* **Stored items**
impl JobController {
    /// Create a controller and restore its last known state from the store.
    pub async fn new(
        spec: JobSpec,
        settings: JobSettings,
        db: StateDb,
        registry: Arc<JobRegistry>,
    ) -> Result<Self> {
        let publisher = Publisher::new(DownloadSnapshot::idle(&spec.name));
        let controller = JobController {
            inner: Arc::new(Inner {
                spec,
                settings,
                db,
                registry,
                publisher,
                live: Mutex::new(None),
            }),
        };
        controller.restore().await?;
        Ok(controller)
    }

    pub fn spec(&self) -> &JobSpec {
        &self.inner.spec
    }

    fn name(&self) -> &str {
        &self.inner.spec.name
    }

    pub fn subscribe(&self) -> watch::Receiver<DownloadSnapshot> {
        self.inner.publisher.subscribe()
    }

    pub fn snapshot(&self) -> DownloadSnapshot {
        self.inner.publisher.snapshot()
    }

    /// COMPLETED and not yet acknowledged by `dismiss`.
    pub fn completion_notice_pending(&self) -> bool {
        let snap = self.snapshot();
        snap.status == Some(DownloadStatus::Completed) && snap.completion_notice_pending
    }

    /// Rebuild the snapshot from the store. A persisted DOWNLOADING with no live run
    /// here and an unlocked lock file means the process died mid-run; it is presented
    /// as PAUSED and resumes on start. With the lock held elsewhere it stays DOWNLOADING.
    pub async fn restore(&self) -> Result<()> {
        let live = self.inner.live.lock().await;
        if live.as_ref().is_some_and(|r| !r.is_finished()) {
            return Ok(());
        }
        let rec = self.inner.db.load(self.name()).await?;
        let mut snap = DownloadSnapshot::from_record(self.name(), &rec);
        if rec.status == Some(DownloadStatus::Downloading)
            && !self.inner.registry.is_live(self.name())
            && !self.locked_elsewhere()
        {
            tracing::info!(job = %self.name(), "recovering interrupted run as paused");
            snap.set_status(Some(DownloadStatus::Paused));
        }
        self.inner.publisher.update(|s| {
            snap.download_url = s.download_url.take();
            snap.output_file_name = s.output_file_name.take();
            *s = snap;
        });
        Ok(())
    }

    fn locked_elsewhere(&self) -> bool {
        lock::is_locked(&self.inner.spec.download_dir, self.name())
    }

    /// Lock the job for this process. `AlreadyRunning` if another process holds it.
    fn acquire_lock(&self) -> Result<JobLock, ControlError> {
        let dir = self.inner.spec.download_dir.clone();
        match JobLock::try_acquire(&dir, self.name()) {
            Ok(Some(lock)) => Ok(lock),
            Ok(None) => {
                tracing::info!(job = %self.name(), "job is locked by another process");
                Err(ControlError::AlreadyRunning {
                    job: self.name().to_string(),
                })
            }
            Err(e) => Err(ControlError::Other(anyhow::Error::new(e).context(format!(
                "failed to lock {}",
                lock::lock_path(&dir, self.name()).display()
            )))),
        }
    }

    /// Start (or resume, or retry) the job.
    ///
    /// Resumes from part files after PAUSED (or an interrupted DOWNLOADING). After
    /// FAILED, CANCELLED, COMPLETED or on first use the stored progress is cleared;
    /// FAILED still reuses intact part files. Fails with `AlreadyRunning` while a run is
    /// live and not winding down, here or in another process (the job's lock file is
    /// held); a run that is pausing or cancelling here is awaited first.
    pub async fn start(&self, url: &str, file_name: &str) -> Result<(), ControlError> {
        validate_url(url)?;
        validate_file_name(file_name)?;

        loop {
            let mut live = self.inner.live.lock().await;
            if let Some(run) = live.as_ref().filter(|r| !r.is_finished()) {
                if run.signals.suspend_reason().is_none() {
                    return Err(ControlError::AlreadyRunning {
                        job: self.name().to_string(),
                    });
                }
                let mut done = run.done.clone();
                drop(live);
                tracing::debug!(job = %self.name(), "waiting for suspending run to finish");
                let _ = done.wait_for(|finished| *finished).await;
                continue;
            }

            let mut registration =
                self.inner.registry.try_register(self.name()).ok_or_else(|| {
                    ControlError::AlreadyRunning {
                        job: self.name().to_string(),
                    }
                })?;
            registration.hold(self.acquire_lock()?);

            let db = &self.inner.db;
            let name = self.name();
            let rec = db.load(name).await?;
            let resuming = matches!(
                rec.status,
                Some(DownloadStatus::Paused) | Some(DownloadStatus::Downloading)
            );
            let reuse_parts = resuming || rec.status == Some(DownloadStatus::Failed);
            if !resuming {
                db.clear_state(name).await?;
                db.set_completion_shown(name, false).await?;
            }
            db.set_should_pause(name, false).await?;
            db.set_status(name, DownloadStatus::Downloading, None).await?;

            let (read, total) = if resuming {
                (rec.bytes_read, rec.total_bytes)
            } else {
                (0, 0)
            };
            self.inner.publisher.update(|s| {
                s.set_bytes(read, total);
                s.error_message = None;
                s.download_url = Some(url.to_string());
                s.output_file_name = Some(file_name.to_string());
                s.dismissed = false;
                s.completion_notice_pending = false;
                s.set_status(Some(DownloadStatus::Downloading));
            });
            tracing::info!(
                job = %name,
                url,
                file = file_name,
                resuming,
                reuse_parts,
                prior = ?rec.status,
                "starting run"
            );

            let signals = Arc::clone(registration.signals());
            let ctx = RunContext {
                job: name.to_string(),
                url: url.to_string(),
                file_name: file_name.to_string(),
                download_dir: self.inner.spec.download_dir.clone(),
                extract_dir: self.inner.spec.extract_dir.clone(),
                settings: self.inner.settings,
                db: db.clone(),
                signals: Arc::clone(&signals),
                publisher: self.inner.publisher.clone(),
                reuse_parts,
            };
            let (done_tx, done_rx) = watch::channel(false);
            let this = self.clone();
            tokio::spawn(async move {
                let outcome = run::execute(&ctx).await;
                // Holding `live` orders the final write against a concurrent cancel.
                let _live = this.inner.live.lock().await;
                this.finish_run(&ctx, outcome).await;
                drop(registration);
                done_tx.send_replace(true);
            });

            *live = Some(LiveRun {
                signals,
                done: done_rx,
            });
            return Ok(());
        }
    }

    /// Persist the outcome of a run and publish the final snapshot.
    async fn finish_run(&self, ctx: &RunContext, outcome: RunOutcome) {
        let db = &self.inner.db;
        let name = self.name();
        // Cancel is unconditional, even if the run finished or failed meanwhile.
        let outcome = if ctx.signals.is_stop_requested() {
            RunOutcome::Suspended(SuspendReason::Cancelled)
        } else {
            outcome
        };

        match outcome {
            RunOutcome::Completed { total } => {
                log_store("clear", db.clear_state(name).await);
                log_store("completion", db.set_completion_shown(name, false).await);
                log_store(
                    "status",
                    db.set_status(name, DownloadStatus::Completed, None).await,
                );
                self.inner.publisher.update(|s| {
                    s.set_bytes(total, total);
                    s.progress = Progress::Percent(100);
                    s.completion_notice_pending = true;
                    s.set_status(Some(DownloadStatus::Completed));
                });
                tracing::info!(job = %name, total, "job completed");
            }
            RunOutcome::Suspended(SuspendReason::Paused) => {
                log_store("status", db.set_status(name, DownloadStatus::Paused, None).await);
                self.inner
                    .publisher
                    .update(|s| s.set_status(Some(DownloadStatus::Paused)));
                tracing::info!(job = %name, "job paused");
            }
            RunOutcome::Suspended(SuspendReason::Cancelled) => {
                self.discard_progress(Some(ctx.archive_path())).await;
                tracing::info!(job = %name, "job cancelled");
            }
            RunOutcome::Failed(e) => {
                let msg = e.to_string();
                log_store(
                    "status",
                    db.set_status(name, DownloadStatus::Failed, Some(&msg)).await,
                );
                self.inner.publisher.update(|s| {
                    s.error_message = Some(msg.clone());
                    s.set_status(Some(DownloadStatus::Failed));
                });
                tracing::error!(job = %name, "job failed: {}", msg);
            }
        }
    }

    /// Cancelled: clear stored progress and the completion flag, delete part files
    /// (and the merged archive, if any), publish CANCELLED.
    async fn discard_progress(&self, archive: Option<std::path::PathBuf>) {
        let db = &self.inner.db;
        let name = self.name().to_string();
        log_store("clear", db.clear_state(&name).await);
        log_store("completion", db.set_completion_shown(&name, false).await);
        log_store(
            "status",
            db.set_status(&name, DownloadStatus::Cancelled, None).await,
        );

        let dir = self.inner.spec.download_dir.clone();
        let n = self.inner.settings.chunk_count;
        let job = name.clone();
        let removed = tokio::task::spawn_blocking(move || -> Result<()> {
            remove_parts(&dir, &job, n)?;
            if let Some(archive) = archive {
                match std::fs::remove_file(&archive) {
                    Ok(()) => {}
                    Err(e) if e.kind() == std::io::ErrorKind::NotFound => {}
                    Err(e) => return Err(e.into()),
                }
            }
            Ok(())
        })
        .await;
        match removed {
            Ok(Ok(())) => {}
            Ok(Err(e)) => tracing::warn!(job = %name, "cleanup after cancel failed: {:#}", e),
            Err(e) => tracing::warn!(job = %name, "cleanup task failed: {}", e),
        }

        self.inner.publisher.update(|s| {
            s.set_bytes(0, 0);
            s.progress = Progress::Percent(0);
            s.error_message = None;
            s.completion_notice_pending = false;
            s.set_status(Some(DownloadStatus::Cancelled));
        });
    }

    /// Ask the live run to pause. Only honoured while DOWNLOADING; returns whether the
    /// request was accepted. The status turns PAUSED once the run has wound down.
    pub async fn request_pause(&self) -> Result<bool> {
        let live = self.inner.live.lock().await;
        let Some(run) = live.as_ref().filter(|r| !r.is_finished()) else {
            return Ok(false);
        };
        if !self.snapshot().is_downloading() {
            return Ok(false);
        }
        run.signals.request_pause();
        self.inner.db.set_should_pause(self.name(), true).await?;
        self.inner.publisher.message("Pausing");
        tracing::info!(job = %self.name(), "pause requested");
        Ok(true)
    }

    /// Cancel from any state. Idempotent.
    ///
    /// A live run is signalled and cleans up its part files as it exits; otherwise
    /// the part files are removed here, under the job's lock. Fails if a run in
    /// another process holds the lock.
    pub async fn cancel(&self) -> Result<()> {
        let live = self.inner.live.lock().await;
        let running = live
            .as_ref()
            .filter(|r| !r.is_finished())
            .map(|r| Arc::clone(&r.signals));
        tracing::info!(job = %self.name(), live = running.is_some(), "cancel requested");
        match running {
            Some(signals) => {
                signals.request_stop();
                let db = &self.inner.db;
                let name = self.name();
                db.clear_state(name).await?;
                db.set_completion_shown(name, false).await?;
                db.set_status(name, DownloadStatus::Cancelled, None).await?;
                self.inner.publisher.message("Cancelling");
            }
            None => {
                let guard = self.acquire_lock()?;
                let archive = self
                    .snapshot()
                    .output_file_name
                    .map(|f| self.inner.spec.download_dir.join(f));
                self.discard_progress(archive).await;
                drop(guard);
            }
        }
        Ok(())
    }

    /// Close the progress view. Dismissing a COMPLETED job acknowledges its completion.
    pub async fn dismiss(&self) -> Result<()> {
        if self.snapshot().status == Some(DownloadStatus::Completed) {
            self.inner.db.set_completion_shown(self.name(), true).await?;
            self.inner.publisher.update(|s| {
                s.completion_notice_pending = false;
                s.dismissed = true;
            });
        } else {
            self.inner.publisher.update(|s| s.dismissed = true);
        }
        Ok(())
    }

    /// Close the progress view while the run keeps going.
    pub fn dismiss_and_continue_in_background(&self) {
        self.inner.publisher.update(|s| s.dismissed = true);
    }

    /// True while a run task exists and has not finished.
    pub async fn is_running(&self) -> bool {
        let live = self.inner.live.lock().await;
        live.as_ref().is_some_and(|r| !r.is_finished())
    }

    /// Wait for the live run (if any) to finish and return the final snapshot.
    pub async fn wait(&self) -> DownloadSnapshot {
        let done = {
            let live = self.inner.live.lock().await;
            live.as_ref().map(|r| r.done.clone())
        };
        if let Some(mut done) = done {
            let _ = done.wait_for(|finished| *finished).await;
        }
        self.snapshot()
    }
}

* **WHAT THE EXERCISE ASKS**
Print exactly the lines from the beginning of the entries through the line with "let controller = JobController". Output nothing more.

* **TASK RESPONSE**
impl JobController {
    /// Create a controller and restore its last known state from the store.
    pub async fn new(
        spec: JobSpec,
        settings: JobSettings,
        db: StateDb,
        registry: Arc<JobRegistry>,
    ) -> Result<Self> {
        let publisher = Publisher::new(DownloadSnapshot::idle(&spec.name));
        let controller = JobController {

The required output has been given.